Prima che le telecamere riprendessero, Mix ha vissuto la parte che ha interpretato. Non era un attore che prendeva la direzione di un ranch. Era un mandriano in Texas, Arizona, Wyoming e Montana. Prestò servizio nell’esercito americano durante la guerra ispano-americana. Successivamente, diede la caccia a Pancho Villa durante la rivoluzione messicana. Ha anche lavorato come vice sceriffo in Oklahoma. Sì, era un Texas Ranger. Il curriculum sembrava un poster di reclutamento per il selvaggio West.
Nel 1906, si unì a uno spettacolo del selvaggio West. Tre anni dopo, si trasferì al Circo Sells-Floto. Quella transizione ha cambiato tutto. Cominciò a recitare nel cinema nel 1910. Il suo ruolo? L’eroe rude. Il difensore del diritto e della giustizia.
Il personaggio ha risuonato. Mix è apparso in più di 200 film. La maggior parte erano a una e due bobine. Alcuni erano caratteristiche. Non ha solo recitato in loro. Spesso li ha anche prodotti e diretti.

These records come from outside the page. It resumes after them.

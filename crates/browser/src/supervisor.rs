//! Browser process supervision.
//!
//! Launches a local Chromium-family browser with remote debugging on an
//! ephemeral port and a throwaway profile, then polls the debugging
//! endpoint until it hands out a control-channel URL. The handle owns the
//! process; releasing it (or dropping it) terminates the browser.

use async_trait::async_trait;
use formpilot_core::config::BrowserConfig;
use formpilot_core::{Error, Paths, Result};
use serde_json::Value;
use std::path::{Path, PathBuf};
use std::process::Stdio;
use std::sync::Arc;
use std::time::Duration;
use tokio::process::{Child, Command};
use tracing::{debug, info, warn};

/// How long and how often to poll a starting browser.
#[derive(Debug, Clone, Copy, PartialEq, Eq)]
pub struct AttachPolicy {
    pub interval: Duration,
    pub max_attempts: u32,
}

impl Default for AttachPolicy {
    fn default() -> Self {
        Self {
            interval: Duration::from_secs(1),
            max_attempts: 20,
        }
    }
}

impl AttachPolicy {
    pub fn from_config(config: &BrowserConfig) -> Self {
        Self {
            interval: Duration::from_millis(config.poll_interval_ms),
            max_attempts: config.max_attempts.max(1),
        }
    }
}

/// Result of one poll of `/json/version`.
#[derive(Debug, Clone, PartialEq, Eq)]
pub enum ProbeOutcome {
    /// Browser is up; carries `webSocketDebuggerUrl`.
    Ready(String),
    /// Nothing listening yet.
    Refused,
    /// Something answered, but not with 200 (proxy, gateway, ...).
    Unexpected(String),
    /// 200 without a usable debugger URL.
    Malformed(String),
}

#[async_trait]
pub trait DebugEndpoint: Send + Sync {
    /// Poll `{base_url}/json/version` once.
    async fn probe(&self, base_url: &str) -> ProbeOutcome;
}

/// Probes the real endpoint over HTTP, bypassing any configured proxy.
pub struct HttpDebugEndpoint {
    client: reqwest::Client,
}

impl HttpDebugEndpoint {
    pub fn new() -> Self {
        let client = reqwest::Client::builder()
            .no_proxy()
            .timeout(Duration::from_secs(3))
            .build()
            .unwrap_or_else(|_| reqwest::Client::new());
        Self { client }
    }
}

impl Default for HttpDebugEndpoint {
    fn default() -> Self {
        Self::new()
    }
}

#[async_trait]
impl DebugEndpoint for HttpDebugEndpoint {
    async fn probe(&self, base_url: &str) -> ProbeOutcome {
        let url = format!("{}/json/version", base_url);
        let resp = match self.client.get(&url).send().await {
            Ok(r) => r,
            Err(e) if e.is_connect() => return ProbeOutcome::Refused,
            Err(e) => return ProbeOutcome::Unexpected(e.to_string()),
        };

        let status = resp.status();
        if status != reqwest::StatusCode::OK {
            return ProbeOutcome::Unexpected(format!("HTTP {}", status.as_u16()));
        }

        match resp.json::<Value>().await {
            Ok(body) => match body.get("webSocketDebuggerUrl").and_then(|v| v.as_str()) {
                Some(ws) if !ws.is_empty() => ProbeOutcome::Ready(ws.to_string()),
                _ => ProbeOutcome::Malformed("version payload has no webSocketDebuggerUrl".into()),
            },
            Err(e) => ProbeOutcome::Malformed(format!("invalid version payload: {}", e)),
        }
    }
}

E parliamo del cavallo. “Tony” è diventato famoso quasi quanto lo stesso Mix. I fan non sono venuti solo per l’attore. Sono venuti per le acrobazie. L’equitazione. Il pericolo. Era un intrattenimento ad alto numero di ottani prima che qualcuno sapesse cosa significasse quella parola.
Mix era ricco. Aveva fama mondiale. Poi arrivò il suono.
L’industria è cambiata da un giorno all’altro. Mix ha faticato ad adattarsi. Apparve solo in poche immagini dopo il 1929. L’era del muto era finita. La nuova era non lo amava allo stesso modo.
Ha provato a girare. Nel 1933 organizzò il Circo e il Wild West Show di Tom Mix. Voleva riconquistare la magia. Voleva rimanere rilevante. Ma i soldi sono finiti. Quando morì in quell’incidente automobilistico sette anni dopo, la sua ricchezza era in gran parte scomparsa.
L’uomo che ha attraversato l’immaginazione dell’America è finito da solo sul ciglio di una strada. La folla era andata avanti. La tecnologia era cambiata. E il cowboy che definiva un genere non riusciva a restare nell’inquadratura.